Pour comprendre les monuments du Brésil, il faut les comparer à ceux du Portugal, les deux pays formant une vaste unité dotée d’écoles très diverses. Au xviie s., ce sont les ordres religieux qui se chargent de faire évoluer ces différentes tendances. Les sévères modèles jésuites sont imités par les franciscains, les bénédictins et les carmes (v. Recife et Salvador). Le développement de la colonisation rurale s’est accompli sous un régime quasi féodal : avec sa « casa grande », ou résidence du maître, son moulin à sucre et sa « senzala » formée par les cases des esclaves, l’ensemble architectural caractéristique des zones sucrières est le reflet des hiérarchies sociales.

Si la capitainerie de Minas Gerais doit son rapide essor démographique à la richesse de son sous-sol, c’est aux confréries qu’il faut attribuer l’épanouissement de l’architecture religieuse, surtout dans la seconde moitié du xviiie s., où se produit une évolution vers le rococo attestée par la grande variété des plans et l’existence de murs ondulés. Les exemples les plus importants de cette tendance sont : l’église des Carmes à Ouro* Prêto (1766), caractérisée par sa façade concave-convexe-concave ; la terrasse monumentale du sanctuaire de Bom Jesus de Congonhas do Campo (1770), dont la scénographie présente une combinaison convexe-concave-droite et rappelle les églises de pèlerinages du nord du Portugal ; l’église des Franciscains de São João del Rei (1774), à façade plane mais à nef ovale.

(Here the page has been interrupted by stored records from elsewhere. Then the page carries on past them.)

//! Order management route handlers.

use axum::{
    Json,
    extract::{Path, Query, State},
};
use serde::{Deserialize, Serialize};
use tracing::instrument;
use vitrina_core::OrderId;
use vitrina_core::order::{Order, OrderStats, OrderStatusUpdate};
use vitrina_core::repository::OrderRepository;

use crate::error::{AppError, Result};
use crate::middleware::RequireAdmin;
use crate::state::AppState;

/// Order list query.
#[derive(Debug, Default, Deserialize)]
pub struct OrderQuery {
    /// Matches order number, customer name or phone.
    #[serde(default)]
    pub q: String,
}

/// Order list response.
#[derive(Debug, Serialize)]
pub struct OrderList {
    pub orders: Vec<Order>,
    /// Orders matching the query.
    pub shown: usize,
    /// All stored orders.
    pub total: usize,
}

/// Confirmation for a delete.
#[derive(Debug, Serialize)]
pub struct Deleted {
    pub deleted: OrderId,
}

/// List orders, newest first, optionally filtered by `q`.
#[instrument(skip(state, _admin))]
pub async fn index(
    _admin: RequireAdmin,
    State(state): State<AppState>,
    Query(query): Query<OrderQuery>,
) -> Result<Json<OrderList>> {
    let all = state.backend().list_orders().await?;
    let total = all.len();
    let orders: Vec<Order> = all.into_iter().filter(|o| o.matches(&query.q)).collect();

    Ok(Json(OrderList {
        shown: orders.len(),
        total,
        orders,
    }))
}

/// Dashboard counters over every order.
#[instrument(skip(state, _admin))]
pub async fn stats(_admin: RequireAdmin, State(state): State<AppState>) -> Result<Json<OrderStats>> {
    let orders = state.backend().list_orders().await?;
    Ok(Json(OrderStats::of(&orders)))
}

/// Order detail.
#[instrument(skip(state, _admin))]
pub async fn show(
    _admin: RequireAdmin,
    State(state): State<AppState>,
    Path(id): Path<OrderId>,
) -> Result<Json<Order>> {
    let order = state
        .backend()
        .get_order(id)
        .await?
        .ok_or_else(|| AppError::NotFound("Order".to_string()))?;
    Ok(Json(order))
}

/// Change the fulfillment status, and the payment status when given.
#[instrument(skip(state, _admin))]
pub async fn update_status(
    _admin: RequireAdmin,
    State(state): State<AppState>,
    Path(id): Path<OrderId>,
    Json(update): Json<OrderStatusUpdate>,
) -> Result<Json<Order>> {
    let order = state.backend().update_order_status(id, update).await?;

    tracing::info!(
        order_id = %id,
        order_number = %order.order_number,
        status = %order.status,
        payment_status = %order.payment_status,
        "order status updated"
    );
    Ok(Json(order))
}

/// Delete an order.
#[instrument(skip(state, _admin))]
pub async fn delete(
    _admin: RequireAdmin,
    State(state): State<AppState>,
    Path(id): Path<OrderId>,
) -> Result<Json<Deleted>> {
    state.backend().delete_order(id).await?;

    tracing::info!(order_id = %id, "order deleted");
    Ok(Json(Deleted { deleted: id }))
}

Au xxe s., de nouveau, le Brésil s’ouvre aux tendances architecturales d’avant-garde. Si la « Semaine de l’art moderne » de São Paulo, en 1922, a préparé les esprits, sur le plan officiel l’impulsion première est due au ministre Gustavo Capanema, qui confia la construction du ministère de l’Éducation et de la Santé de Rio de Janeiro à l’architecte Lúcio Costa (né en 1902) et à ses collaborateurs ; le projet fut esquissé par Le Corbusier, qui vint à Rio en 1936, contribuant par son prestige à consolider le mouvement rénovateur. En 1939, l’architecture nationale connaît une heure de gloire : le pavillon brésilien de la foire internationale de New York, œuvre de Lúcio Costa et d’Oscar Niemeyer*, enlève tous les suffrages de la critique mondiale. Après cette consécration, l’aide officielle aux jeunes architectes (Carlos Leão, Jorge Machado Moreira, Afonso Reidy et Ernani de Vasconcelos) va s’intensifier. Ainsi Reidy (1909-1963) et Moreira (né en 1904) sont appelés à édifier le bâtiment de la direction des chemins de fer du Rio Grande do Sul, dont on a dit qu’il était une transposition de l’ordre colossal de Palladio dans les structures modernes. Reidy est également l’auteur du musée d’Art moderne de Rio (ouvert en 1960). De son côté, l’architecte paysagiste Roberto Burle-Marx (né en 1909) a su tirer le meilleur parti des ressources de la flore tropicale. Quant à l’audacieuse Brasília*, la nouvelle capitale, son plan a été confié à Lúcio Costa et son architecture à Oscar Niemeyer.


Sculpture

La sculpture brésilienne s’inspire directement de celle de la métropole. Ici s’impose le génie multiple de l’Aleijadinho* (1730-1814). Tempérament foncièrement baroque, fils d’architecte, cet artiste a toujours regardé architecture et sculpture comme inséparables. Il est notamment l’auteur du plan ainsi que d’une partie du décor sculpté et du mobilier de l’église de São Francisco de Assis à Ouro Prêto, de la décoration de l’église des Carmes à Sabará et des sculptures de Congonhas do Campo.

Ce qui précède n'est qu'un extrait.